As it opens, 17-year-old Bill Whitney (Warlock) seems to have the perfect set-up: home is a Californian mansion, his girlfriend's a cheerleader and, being a C-grade jock type, he's a shoo-in for class president. Drawbacks: notwithstanding a curly mullet Lou Reed would blanch at, he's feeling increasingly alienated from his family, a preppy bunch of West Coast WASPS, and is convinced he's adopted. Mom and dad barely acknowledge him, and his sister bulges in all the wrong places. As he gloomily tells his therapist Dr Cleveland (Slack), "We're just one big happy family - except for a little incest and psychosis." The usual teenage angst? Or is he on to something?

First he glimpses his showering sister through the misty booth twisted completely back to front at the torso, all ass over tits. Then her ex, Blanchard (Bartell) plays him a covertly recorded tape, appearing to indicate that his folks are holding incestuous orgies. "First we dine, then we copulate..." When Blanchard dies in a road accident, Bill becomes convinced of a cover-up, though he is distracted by a mysterious new girlfriend Clarissa (DeVasquez), intent on updating the 'Karma Sutra' with her improbably acrobatic positions in the sack. Until he discovers exactly what Dr Cleveland meant when he told him, "You're going to make a wonderful contribution to society".

While initially and mischievously coming on like some soapy teen melodrama, peopled with 'Baywatch' babes and beach-bullies, Yuzna's impish allegory gradually reveals the maggots with each crunch of the apple (metaphorically, and in actuality); peeling back the epidermis to expose the wormy heart of Beverly Hills.
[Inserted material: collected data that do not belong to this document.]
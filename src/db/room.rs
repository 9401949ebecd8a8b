//! Durable room records.
//!
//! Live rooms exist only in memory; this table remembers which room ids were
//! created so they can be required on join and listed across restarts.

use sqlx::SqlitePool;

use crate::Result;

/// A recorded room.
#[derive(Debug, Clone, sqlx::FromRow)]
pub struct RoomRecord {
    pub room_id: String,
    pub created_by: Option<i64>,
    pub created_at: String,
}

/// Repository for room records.
pub struct RoomRepository<'a> {
    pool: &'a SqlitePool,
}

impl<'a> RoomRepository<'a> {
    pub fn new(pool: &'a SqlitePool) -> Self {
        Self { pool }
    }

    /// Record a room.
    ///
    /// Returns false if a room with that id is already recorded.
    pub async fn create(&self, room_id: &str, created_by: Option<i64>) -> Result<bool> {
        let result = sqlx::query("INSERT OR IGNORE INTO rooms (room_id, created_by) VALUES (?, ?)")
            .bind(room_id)
            .bind(created_by)
            .execute(self.pool)
            .await?;
        Ok(result.rows_affected() == 1)
    }

    /// Check whether a room is recorded.
    pub async fn exists(&self, room_id: &str) -> Result<bool> {
        let exists: bool =
            sqlx::query_scalar("SELECT EXISTS(SELECT 1 FROM rooms WHERE room_id = ?)")
                .bind(room_id)
                .fetch_one(self.pool)
                .await?;
        Ok(exists)
    }

    /// List all recorded rooms ordered by id.
    pub async fn list(&self) -> Result<Vec<RoomRecord>> {
        let records = sqlx::query_as::<_, RoomRecord>(
            "SELECT room_id, created_by, created_at FROM rooms ORDER BY room_id",
        )
        .fetch_all(self.pool)
        .await?;
        Ok(records)
    }
}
It seems clear that Yuzna studied Robin Hardy's The Wicker Man at some length. Each subversive moment is calculated to completely wrong-foot a 1980s multiplex crowd, suckled on saggy, silicon horrors. "Cream and sugar... or do you want me to pee in it?" Clarissa casually enquires while pouring Bill's coffee. No wonder it was the critics' darling in Europe (with its tradition of killing rich people) but shelved for three years in the States: the Brat Pack may have been cocaine-addled brothel-botherers, but at least they never fastened a napkin in place while drizzling you with truffle oil.

The 20-minute climax, in which a disbelieving Bill is presented to the nouveau riche as the latest addition to their flesh fondue (the 'Shunting'), remains one of the most startling, shocking, and frankly exhilarating endings in the genre, let alone one of the kinkiest uses of latex in any medium. 2005's Slither may have upped the latex stakes, but SFX genius Screaming Mad George's sobriquet is entirely justified, as a crowd of thoroughbreds, stripped to their underwear, and "bent out of shape by society's pliers" to quote Bob Dylan, rearrange their DNA - dad really is a butthead - and slither through one another's yawning cavities like wet, red slugs.

Had the Marquis De Sade taken too much Camembert before bedtime, he'd be hard-pressed to imagine anything quite so brilliantly disgusting. It may be a one-gag picture, but it executes that gag with wit, flair and delirious abandon. Marx and Engels would surely applaud. Unfortunately, so would David Icke.